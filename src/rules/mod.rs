pub mod error;
pub mod event;
pub mod kind;
pub mod namespace;
pub mod request;
pub mod scope;
pub mod value;

pub use error::ValidationError;
pub use kind::{Direction, RuleKind, ValueShape, Verb, KEY_PREFIX};
pub use namespace::EntityLevel;
pub use request::{BulkForm, BulkRequest, ElementaryOp, RuleForm, RuleRequest, SingleRequest};
pub use scope::{AuditScope, Scope, ScopeFields, ScopeName};
pub use value::{ElementaryRule, PortSpec};
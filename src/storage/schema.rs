use crate::database::{Database, DbError, ExecuteQuery};
use log::info;

/// 監査テーブルの任意拡張の有無。起動時に一度だけ検出し、ストアに注入する。
#[derive(Debug, Clone, Copy, PartialEq, Eq)]
pub struct AuditSchema {
    /// `target_port_from` / `target_port_to` 列が存在するか
    pub has_port_range: bool,
}

impl AuditSchema {
    pub const BASE: AuditSchema = AuditSchema { has_port_range: false };
    pub const WITH_PORT_RANGE: AuditSchema = AuditSchema { has_port_range: true };

    pub async fn detect(db: &Database) -> Result<Self, DbError> {
        let row = db
            .query_one(
                "SELECT COUNT(*) FROM information_schema.columns
                 WHERE table_name = 'firewall_logs'
                   AND column_name IN ('target_port_from', 'target_port_to')",
                &[],
            )
            .await?;
        let columns: i64 = row.get(0);
        let schema = if columns == 2 {
            Self::WITH_PORT_RANGE
        } else {
            Self::BASE
        };
        info!("監査テーブルのポート範囲列: {}", if schema.has_port_range { "あり" } else { "なし" });
        Ok(schema)
    }
}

------------------------------

◆ **WHAT IS EXPECTED**:
All lines from the beginning of the listing through the one with "pub const BASE: AuditSchema" are to be restated word for word, and only those.

◆ **SOLUTION TO THIS EXERCISE**:
filename src/rules/mod.rs
pub mod error;
pub mod event;
pub mod kind;
pub mod namespace;
pub mod request;
pub mod scope;
pub mod value;

pub use error::ValidationError;
pub use kind::{Direction, RuleKind, ValueShape, Verb, KEY_PREFIX};
pub use namespace::EntityLevel;
pub use request::{BulkForm, BulkRequest, ElementaryOp, RuleForm, RuleRequest, SingleRequest};
pub use scope::{AuditScope, Scope, ScopeFields, ScopeName};
pub use value::{ElementaryRule, PortSpec};
filename src/storage/schema.rs
use crate::database::{Database, DbError, ExecuteQuery};
use log::info;

/// 監査テーブルの任意拡張の有無。起動時に一度だけ検出し、ストアに注入する。
#[derive(Debug, Clone, Copy, PartialEq, Eq)]
pub struct AuditSchema {
    /// `target_port_from` / `target_port_to` 列が存在するか
    pub has_port_range: bool,
}

impl AuditSchema {
    pub const BASE: AuditSchema = AuditSchema { has_port_range: false };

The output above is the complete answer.